### About this task
Each entry in the material below should be copied without any alteration.

### Data for processing
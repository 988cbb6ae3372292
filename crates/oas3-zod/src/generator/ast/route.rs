use http::Method;
use indexmap::IndexMap;

use super::expr::CompiledExpression;
use crate::generator::spec::ParameterIn;

/// Compiled validation unit for one path/method pair.
#[derive(Debug, Clone, PartialEq)]
pub struct RouteFragment {
  pub method: Method,
  pub path: String,
  /// `operationId` when present, otherwise derived from method and path.
  pub alias: String,
  pub tags: Vec<String>,
  pub summary: Option<String>,
  pub description: Option<String>,
  pub deprecated: bool,
  pub parameters: ParameterGroups,
  pub body: Option<RequestBodyFragment>,
  pub responses: Vec<ResponseFragment>,
}

impl RouteFragment {
  /// Every compiled expression this route carries, in emission order.
  pub fn expressions(&self) -> Vec<&CompiledExpression> {
    let parameters = self.parameters.iter().map(|(_, parameter)| &parameter.compiled);
    let body = self.body.iter().map(|body| &body.compiled);
    let responses = self.responses.iter().flat_map(|response| response.content.values());
    parameters.chain(body).chain(responses).collect()
  }
}

#[derive(Debug, Clone, PartialEq)]
pub struct ParameterFragment {
  pub name: String,
  pub required: bool,
  pub description: Option<String>,
  pub compiled: CompiledExpression,
}

/// Parameters partitioned by location, each group in merge order.
#[derive(Debug, Clone, Default, PartialEq)]
pub struct ParameterGroups {
  pub path: Vec<ParameterFragment>,
  pub query: Vec<ParameterFragment>,
  pub header: Vec<ParameterFragment>,
  pub cookie: Vec<ParameterFragment>,
}

impl ParameterGroups {
  pub fn push(&mut self, location: ParameterIn, parameter: ParameterFragment) {
    self.group_mut(location).push(parameter);
  }

  pub fn group(&self, location: ParameterIn) -> &[ParameterFragment] {
    match location {
      ParameterIn::Path => &self.path,
      ParameterIn::Query => &self.query,
      ParameterIn::Header => &self.header,
      ParameterIn::Cookie => &self.cookie,
    }
  }

  fn group_mut(&mut self, location: ParameterIn) -> &mut Vec<ParameterFragment> {
    match location {
      ParameterIn::Path => &mut self.path,
      ParameterIn::Query => &mut self.query,
      ParameterIn::Header => &mut self.header,
      ParameterIn::Cookie => &mut self.cookie,
    }
  }

  pub fn iter(&self) -> impl Iterator<Item = (ParameterIn, &ParameterFragment)> {
    [ParameterIn::Path, ParameterIn::Query, ParameterIn::Header, ParameterIn::Cookie]
      .into_iter()
      .flat_map(move |location| self.group(location).iter().map(move |parameter| (location, parameter)))
  }

  pub fn len(&self) -> usize {
    self.path.len() + self.query.len() + self.header.len() + self.cookie.len()
  }

  pub fn is_empty(&self) -> bool {
    self.len() == 0
  }
}

#[derive(Debug, Clone, PartialEq)]
pub struct RequestBodyFragment {
  pub content_types: Vec<String>,
  pub required: bool,
  pub compiled: CompiledExpression,
}

#[derive(Debug, Clone, PartialEq)]
pub struct ResponseFragment {
  /// Status code or `default`.
  pub status: String,
  pub description: Option<String>,
  /// Empty when the response declares no content.
  pub content: IndexMap<String, CompiledExpression>,
}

### Solution to this exercise
repository 988cbb6ae3372292
filename crates/oas3-zod/src/generator/ast/route.rs
use http::Method;
use indexmap::IndexMap;

use super::expr::CompiledExpression;
use crate::generator::spec::ParameterIn;

/// Compiled validation unit for one path/method pair.
#[derive(Debug, Clone, PartialEq)]
pub struct RouteFragment {
  pub method: Method,
  pub path: String,
  /// `operationId` when present, otherwise derived from method and path.
  pub alias: String,
  pub tags: Vec<String>,
  pub summary: Option<String>,
  pub description: Option<String>,
  pub deprecated: bool,
  pub parameters: ParameterGroups,
  pub body: Option<RequestBodyFragment>,
  pub responses: Vec<ResponseFragment>,
}

impl RouteFragment {
  /// Every compiled expression this route carries, in emission order.
  pub fn expressions(&self) -> Vec<&CompiledExpression> {
    let parameters = self.parameters.iter().map(|(_, parameter)| &parameter.compiled);
    let body = self.body.iter().map(|body| &body.compiled);
    let responses = self.responses.iter().flat_map(|response| response.content.values());
    parameters.chain(body).chain(responses).collect()
  }
}

#[derive(Debug, Clone, PartialEq)]
pub struct ParameterFragment {
  pub name: String,
  pub required: bool,
  pub description: Option<String>,
  pub compiled: CompiledExpression,
}

/// Parameters partitioned by location, each group in merge order.
#[derive(Debug, Clone, Default, PartialEq)]
pub struct ParameterGroups {
  pub path: Vec<ParameterFragment>,
  pub query: Vec<ParameterFragment>,
  pub header: Vec<ParameterFragment>,
  pub cookie: Vec<ParameterFragment>,
}

impl ParameterGroups {
  pub fn push(&mut self, location: ParameterIn, parameter: ParameterFragment) {
    self.group_mut(location).push(parameter);
  }

  pub fn group(&self, location: ParameterIn) -> &[ParameterFragment] {
    match location {
      ParameterIn::Path => &self.path,
      ParameterIn::Query => &self.query,
      ParameterIn::Header => &self.header,
      ParameterIn::Cookie => &self.cookie,
    }
  }

  fn group_mut(&mut self, location: ParameterIn) -> &mut Vec<ParameterFragment> {
    match location {
      ParameterIn::Path => &mut self.path,
      ParameterIn::Query => &mut self.query,
      ParameterIn::Header => &mut self.header,
      ParameterIn::Cookie => &mut self.cookie,
    }
  }

  pub fn iter(&self) -> impl Iterator<Item = (ParameterIn, &ParameterFragment)> {
    [ParameterIn::Path, ParameterIn::Query, ParameterIn::Header, ParameterIn::Cookie]
      .into_iter()
      .flat_map(move |location| self.group(location).iter().map(move |parameter| (location, parameter)))
  }

  pub fn len(&self) -> usize {
    self.path.len() + self.query.len() + self.header.len() + self.cookie.len()
  }

  pub fn is_empty(&self) -> bool {
    self.len() == 0
  }
}

#[derive(Debug, Clone, PartialEq)]
pub struct RequestBodyFragment {
  pub content_types: Vec<String>,
  pub required: bool,
  pub compiled: CompiledExpression,
}

#[derive(Debug, Clone, PartialEq)]
pub struct ResponseFragment {
  /// Status code or `default`.
  pub status: String,
  pub description: Option<String>,
  /// Empty when the response declares no content.
  pub content: IndexMap<String, CompiledExpression>,
}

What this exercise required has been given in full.